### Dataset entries
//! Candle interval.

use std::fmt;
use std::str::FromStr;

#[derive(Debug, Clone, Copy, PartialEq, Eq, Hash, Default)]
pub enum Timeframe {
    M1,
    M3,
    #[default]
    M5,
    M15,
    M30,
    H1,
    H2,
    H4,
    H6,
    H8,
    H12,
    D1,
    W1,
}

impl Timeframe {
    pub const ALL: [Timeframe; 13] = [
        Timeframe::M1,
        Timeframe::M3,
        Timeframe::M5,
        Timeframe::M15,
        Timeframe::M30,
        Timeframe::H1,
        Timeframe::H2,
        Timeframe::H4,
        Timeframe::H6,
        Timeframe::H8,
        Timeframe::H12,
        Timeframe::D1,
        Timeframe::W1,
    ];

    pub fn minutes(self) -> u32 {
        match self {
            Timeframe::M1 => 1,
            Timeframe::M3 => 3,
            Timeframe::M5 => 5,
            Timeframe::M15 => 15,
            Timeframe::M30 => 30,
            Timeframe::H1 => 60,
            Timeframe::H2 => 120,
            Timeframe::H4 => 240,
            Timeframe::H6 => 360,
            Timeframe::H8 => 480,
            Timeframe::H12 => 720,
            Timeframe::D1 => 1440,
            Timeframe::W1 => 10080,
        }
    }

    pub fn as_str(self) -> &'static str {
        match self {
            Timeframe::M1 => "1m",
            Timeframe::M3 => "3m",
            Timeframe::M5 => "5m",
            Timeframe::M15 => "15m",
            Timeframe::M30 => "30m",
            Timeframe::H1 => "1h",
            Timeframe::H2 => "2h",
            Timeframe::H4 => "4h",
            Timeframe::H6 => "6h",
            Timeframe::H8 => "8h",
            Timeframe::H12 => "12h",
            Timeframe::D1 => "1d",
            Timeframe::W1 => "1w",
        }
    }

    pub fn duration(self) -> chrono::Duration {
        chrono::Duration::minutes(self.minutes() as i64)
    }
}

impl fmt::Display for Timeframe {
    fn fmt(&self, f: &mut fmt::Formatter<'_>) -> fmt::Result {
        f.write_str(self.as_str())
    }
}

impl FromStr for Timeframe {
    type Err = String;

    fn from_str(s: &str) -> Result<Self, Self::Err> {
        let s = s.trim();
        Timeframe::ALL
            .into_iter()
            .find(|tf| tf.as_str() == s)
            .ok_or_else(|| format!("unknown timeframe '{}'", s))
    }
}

==

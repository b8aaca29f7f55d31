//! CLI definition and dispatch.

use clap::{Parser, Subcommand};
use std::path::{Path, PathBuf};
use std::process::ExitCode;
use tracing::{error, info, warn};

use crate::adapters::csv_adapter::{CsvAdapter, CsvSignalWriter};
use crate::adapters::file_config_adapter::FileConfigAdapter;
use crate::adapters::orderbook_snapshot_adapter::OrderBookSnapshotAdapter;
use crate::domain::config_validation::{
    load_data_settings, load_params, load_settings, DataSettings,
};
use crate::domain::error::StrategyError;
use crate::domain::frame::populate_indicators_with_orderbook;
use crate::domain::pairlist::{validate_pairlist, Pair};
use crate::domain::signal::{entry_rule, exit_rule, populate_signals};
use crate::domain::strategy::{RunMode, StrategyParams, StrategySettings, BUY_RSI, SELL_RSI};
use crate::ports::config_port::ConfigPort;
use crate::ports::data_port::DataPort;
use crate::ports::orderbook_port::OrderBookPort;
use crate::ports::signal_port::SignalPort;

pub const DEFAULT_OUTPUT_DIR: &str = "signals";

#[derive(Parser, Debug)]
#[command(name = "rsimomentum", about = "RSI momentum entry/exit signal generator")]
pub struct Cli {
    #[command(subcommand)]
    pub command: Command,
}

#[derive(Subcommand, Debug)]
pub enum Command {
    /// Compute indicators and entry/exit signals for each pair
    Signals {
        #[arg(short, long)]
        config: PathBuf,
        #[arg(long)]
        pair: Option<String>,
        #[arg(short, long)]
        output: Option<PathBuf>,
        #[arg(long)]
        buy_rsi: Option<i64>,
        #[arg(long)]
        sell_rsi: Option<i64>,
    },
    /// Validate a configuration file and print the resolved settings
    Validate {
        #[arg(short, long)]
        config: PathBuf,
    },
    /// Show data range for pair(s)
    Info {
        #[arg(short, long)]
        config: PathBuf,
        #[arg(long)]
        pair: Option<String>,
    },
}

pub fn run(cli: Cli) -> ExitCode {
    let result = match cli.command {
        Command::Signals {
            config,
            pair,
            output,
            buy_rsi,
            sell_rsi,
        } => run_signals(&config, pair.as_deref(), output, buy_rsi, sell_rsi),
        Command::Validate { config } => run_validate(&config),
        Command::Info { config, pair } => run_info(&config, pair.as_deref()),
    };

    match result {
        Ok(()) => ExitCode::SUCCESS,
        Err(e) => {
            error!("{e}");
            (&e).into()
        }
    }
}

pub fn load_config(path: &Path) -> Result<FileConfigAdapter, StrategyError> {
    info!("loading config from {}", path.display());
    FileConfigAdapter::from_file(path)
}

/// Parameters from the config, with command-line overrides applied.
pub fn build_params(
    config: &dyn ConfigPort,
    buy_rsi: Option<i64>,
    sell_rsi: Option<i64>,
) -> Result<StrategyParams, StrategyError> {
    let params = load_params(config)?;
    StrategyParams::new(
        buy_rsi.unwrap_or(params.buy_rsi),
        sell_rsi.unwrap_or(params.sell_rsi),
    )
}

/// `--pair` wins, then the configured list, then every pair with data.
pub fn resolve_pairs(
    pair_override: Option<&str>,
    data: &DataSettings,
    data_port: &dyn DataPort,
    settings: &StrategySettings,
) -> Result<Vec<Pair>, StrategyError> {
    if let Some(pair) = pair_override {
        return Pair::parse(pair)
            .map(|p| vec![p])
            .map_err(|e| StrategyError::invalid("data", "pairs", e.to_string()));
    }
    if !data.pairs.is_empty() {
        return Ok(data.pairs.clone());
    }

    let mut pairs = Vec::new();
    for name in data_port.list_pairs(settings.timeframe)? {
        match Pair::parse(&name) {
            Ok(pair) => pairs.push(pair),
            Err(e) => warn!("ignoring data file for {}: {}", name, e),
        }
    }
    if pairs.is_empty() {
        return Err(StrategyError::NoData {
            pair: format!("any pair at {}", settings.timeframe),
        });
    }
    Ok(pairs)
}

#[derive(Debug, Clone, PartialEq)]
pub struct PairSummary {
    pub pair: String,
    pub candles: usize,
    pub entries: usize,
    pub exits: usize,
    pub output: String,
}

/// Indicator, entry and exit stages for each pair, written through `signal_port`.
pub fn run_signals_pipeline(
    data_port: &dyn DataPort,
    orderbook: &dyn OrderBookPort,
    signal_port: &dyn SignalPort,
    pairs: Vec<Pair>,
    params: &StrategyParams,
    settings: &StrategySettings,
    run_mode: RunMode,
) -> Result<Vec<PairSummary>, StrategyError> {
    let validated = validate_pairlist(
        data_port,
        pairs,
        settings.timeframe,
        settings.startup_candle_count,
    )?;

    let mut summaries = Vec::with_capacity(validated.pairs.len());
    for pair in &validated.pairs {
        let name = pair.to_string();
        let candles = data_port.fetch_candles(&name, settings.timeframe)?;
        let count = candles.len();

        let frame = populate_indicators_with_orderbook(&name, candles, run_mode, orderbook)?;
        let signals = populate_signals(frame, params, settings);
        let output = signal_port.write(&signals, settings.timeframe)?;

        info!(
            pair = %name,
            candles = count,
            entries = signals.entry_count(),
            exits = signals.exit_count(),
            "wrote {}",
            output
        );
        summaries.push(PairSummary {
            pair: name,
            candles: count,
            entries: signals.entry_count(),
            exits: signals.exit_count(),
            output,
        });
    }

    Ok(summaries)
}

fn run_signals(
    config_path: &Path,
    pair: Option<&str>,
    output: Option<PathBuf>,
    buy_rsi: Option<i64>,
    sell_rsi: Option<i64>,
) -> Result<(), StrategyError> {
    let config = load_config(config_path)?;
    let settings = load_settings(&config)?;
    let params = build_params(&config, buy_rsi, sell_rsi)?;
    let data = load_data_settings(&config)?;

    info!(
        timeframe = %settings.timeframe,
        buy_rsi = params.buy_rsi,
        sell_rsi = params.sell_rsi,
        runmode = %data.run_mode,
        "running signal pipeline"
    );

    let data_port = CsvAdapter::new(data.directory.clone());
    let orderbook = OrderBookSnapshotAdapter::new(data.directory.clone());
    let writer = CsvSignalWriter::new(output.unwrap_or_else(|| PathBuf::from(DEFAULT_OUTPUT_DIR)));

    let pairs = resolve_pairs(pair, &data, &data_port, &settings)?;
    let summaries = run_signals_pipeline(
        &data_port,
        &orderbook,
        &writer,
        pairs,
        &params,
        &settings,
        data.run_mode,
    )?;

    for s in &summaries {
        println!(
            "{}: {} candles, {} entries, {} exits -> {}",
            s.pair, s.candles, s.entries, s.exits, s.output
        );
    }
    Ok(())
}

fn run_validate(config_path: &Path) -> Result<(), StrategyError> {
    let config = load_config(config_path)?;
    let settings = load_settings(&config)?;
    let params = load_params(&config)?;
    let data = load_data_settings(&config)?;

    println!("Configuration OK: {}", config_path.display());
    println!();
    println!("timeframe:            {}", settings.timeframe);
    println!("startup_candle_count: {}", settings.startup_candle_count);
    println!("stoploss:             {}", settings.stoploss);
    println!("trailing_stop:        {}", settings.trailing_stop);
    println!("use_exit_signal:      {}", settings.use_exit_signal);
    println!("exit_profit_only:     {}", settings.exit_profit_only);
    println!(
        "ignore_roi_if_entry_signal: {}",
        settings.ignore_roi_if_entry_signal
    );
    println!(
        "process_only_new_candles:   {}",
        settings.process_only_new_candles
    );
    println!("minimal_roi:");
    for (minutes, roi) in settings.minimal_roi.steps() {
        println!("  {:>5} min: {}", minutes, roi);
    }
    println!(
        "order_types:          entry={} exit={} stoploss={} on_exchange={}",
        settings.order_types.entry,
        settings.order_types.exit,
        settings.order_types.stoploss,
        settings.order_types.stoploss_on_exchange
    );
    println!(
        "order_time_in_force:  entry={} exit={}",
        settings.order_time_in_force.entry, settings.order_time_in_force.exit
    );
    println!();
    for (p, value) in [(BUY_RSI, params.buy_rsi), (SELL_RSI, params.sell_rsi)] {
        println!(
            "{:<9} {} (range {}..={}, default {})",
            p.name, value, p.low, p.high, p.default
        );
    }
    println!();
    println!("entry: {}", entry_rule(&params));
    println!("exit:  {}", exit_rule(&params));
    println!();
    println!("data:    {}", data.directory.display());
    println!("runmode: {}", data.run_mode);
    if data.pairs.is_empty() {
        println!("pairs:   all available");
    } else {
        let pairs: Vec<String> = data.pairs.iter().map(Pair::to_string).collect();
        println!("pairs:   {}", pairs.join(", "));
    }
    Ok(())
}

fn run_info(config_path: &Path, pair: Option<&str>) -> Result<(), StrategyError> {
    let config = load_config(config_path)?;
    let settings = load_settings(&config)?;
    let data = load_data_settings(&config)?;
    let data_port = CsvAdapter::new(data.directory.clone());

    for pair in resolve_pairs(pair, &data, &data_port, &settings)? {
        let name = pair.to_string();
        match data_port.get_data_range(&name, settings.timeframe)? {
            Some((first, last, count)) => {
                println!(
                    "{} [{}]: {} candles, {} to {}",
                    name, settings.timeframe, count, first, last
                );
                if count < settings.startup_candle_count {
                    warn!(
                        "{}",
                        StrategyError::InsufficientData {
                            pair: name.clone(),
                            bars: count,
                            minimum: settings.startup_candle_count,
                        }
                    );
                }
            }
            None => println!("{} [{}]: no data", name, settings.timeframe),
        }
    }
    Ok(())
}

---

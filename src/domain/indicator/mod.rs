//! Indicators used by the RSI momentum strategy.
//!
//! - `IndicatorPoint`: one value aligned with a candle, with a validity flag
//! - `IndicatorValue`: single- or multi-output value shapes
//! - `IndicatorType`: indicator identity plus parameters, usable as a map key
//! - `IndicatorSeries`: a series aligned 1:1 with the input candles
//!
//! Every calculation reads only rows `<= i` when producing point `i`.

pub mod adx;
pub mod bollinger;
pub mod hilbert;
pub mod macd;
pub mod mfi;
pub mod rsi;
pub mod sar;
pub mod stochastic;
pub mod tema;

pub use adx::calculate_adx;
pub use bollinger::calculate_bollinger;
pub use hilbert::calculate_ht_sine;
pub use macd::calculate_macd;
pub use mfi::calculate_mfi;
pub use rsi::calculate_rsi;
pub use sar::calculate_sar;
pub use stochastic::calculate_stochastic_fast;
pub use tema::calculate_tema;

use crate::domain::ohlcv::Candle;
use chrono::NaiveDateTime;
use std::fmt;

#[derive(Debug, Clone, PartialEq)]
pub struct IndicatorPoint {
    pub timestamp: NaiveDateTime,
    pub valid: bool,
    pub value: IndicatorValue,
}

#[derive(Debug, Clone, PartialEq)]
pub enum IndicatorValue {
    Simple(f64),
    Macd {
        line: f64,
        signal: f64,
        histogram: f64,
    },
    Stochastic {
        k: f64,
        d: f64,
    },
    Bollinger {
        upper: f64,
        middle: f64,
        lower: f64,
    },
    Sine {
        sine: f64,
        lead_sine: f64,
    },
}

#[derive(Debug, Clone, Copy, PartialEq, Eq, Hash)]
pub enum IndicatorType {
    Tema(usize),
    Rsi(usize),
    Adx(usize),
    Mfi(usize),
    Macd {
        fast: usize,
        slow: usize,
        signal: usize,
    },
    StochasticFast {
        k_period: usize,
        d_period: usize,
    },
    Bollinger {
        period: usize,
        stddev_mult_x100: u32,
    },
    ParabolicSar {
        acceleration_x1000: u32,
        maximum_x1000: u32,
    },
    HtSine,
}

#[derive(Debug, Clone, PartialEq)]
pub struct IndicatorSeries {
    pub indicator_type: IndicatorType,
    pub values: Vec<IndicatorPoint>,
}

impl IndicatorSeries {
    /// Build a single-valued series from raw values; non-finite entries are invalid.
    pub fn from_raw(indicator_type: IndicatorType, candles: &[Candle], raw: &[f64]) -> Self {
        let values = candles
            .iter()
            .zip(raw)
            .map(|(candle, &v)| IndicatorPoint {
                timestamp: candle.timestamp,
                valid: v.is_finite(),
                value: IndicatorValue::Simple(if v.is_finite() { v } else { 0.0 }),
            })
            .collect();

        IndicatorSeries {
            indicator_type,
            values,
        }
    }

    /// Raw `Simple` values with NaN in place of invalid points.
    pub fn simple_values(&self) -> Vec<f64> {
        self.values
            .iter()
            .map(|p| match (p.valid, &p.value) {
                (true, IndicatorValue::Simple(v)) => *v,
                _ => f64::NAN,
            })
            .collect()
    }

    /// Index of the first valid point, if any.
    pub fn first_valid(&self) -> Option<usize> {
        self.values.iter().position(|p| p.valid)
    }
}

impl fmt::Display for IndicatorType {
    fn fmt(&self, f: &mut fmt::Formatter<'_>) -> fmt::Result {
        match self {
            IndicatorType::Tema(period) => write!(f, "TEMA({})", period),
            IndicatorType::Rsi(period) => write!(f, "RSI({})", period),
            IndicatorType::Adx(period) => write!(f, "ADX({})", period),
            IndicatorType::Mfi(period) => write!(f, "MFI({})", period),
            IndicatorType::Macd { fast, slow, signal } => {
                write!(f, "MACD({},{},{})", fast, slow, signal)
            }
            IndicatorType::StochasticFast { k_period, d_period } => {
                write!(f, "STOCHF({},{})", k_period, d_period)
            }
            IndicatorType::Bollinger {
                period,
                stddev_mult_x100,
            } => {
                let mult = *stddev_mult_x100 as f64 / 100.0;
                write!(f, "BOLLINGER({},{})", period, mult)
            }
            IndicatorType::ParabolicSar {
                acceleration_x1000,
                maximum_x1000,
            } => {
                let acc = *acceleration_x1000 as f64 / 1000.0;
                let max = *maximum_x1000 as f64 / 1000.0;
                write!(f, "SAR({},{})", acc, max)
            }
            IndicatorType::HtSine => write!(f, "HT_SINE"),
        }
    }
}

### What to work on
Extract from the data every line where "StrategyParams" shows up.

### Output of the task
use crate::domain::strategy::{RunMode, StrategyParams, StrategySettings, BUY_RSI, SELL_RSI};
) -> Result<StrategyParams, StrategyError> {
    StrategyParams::new(
    params: &StrategyParams,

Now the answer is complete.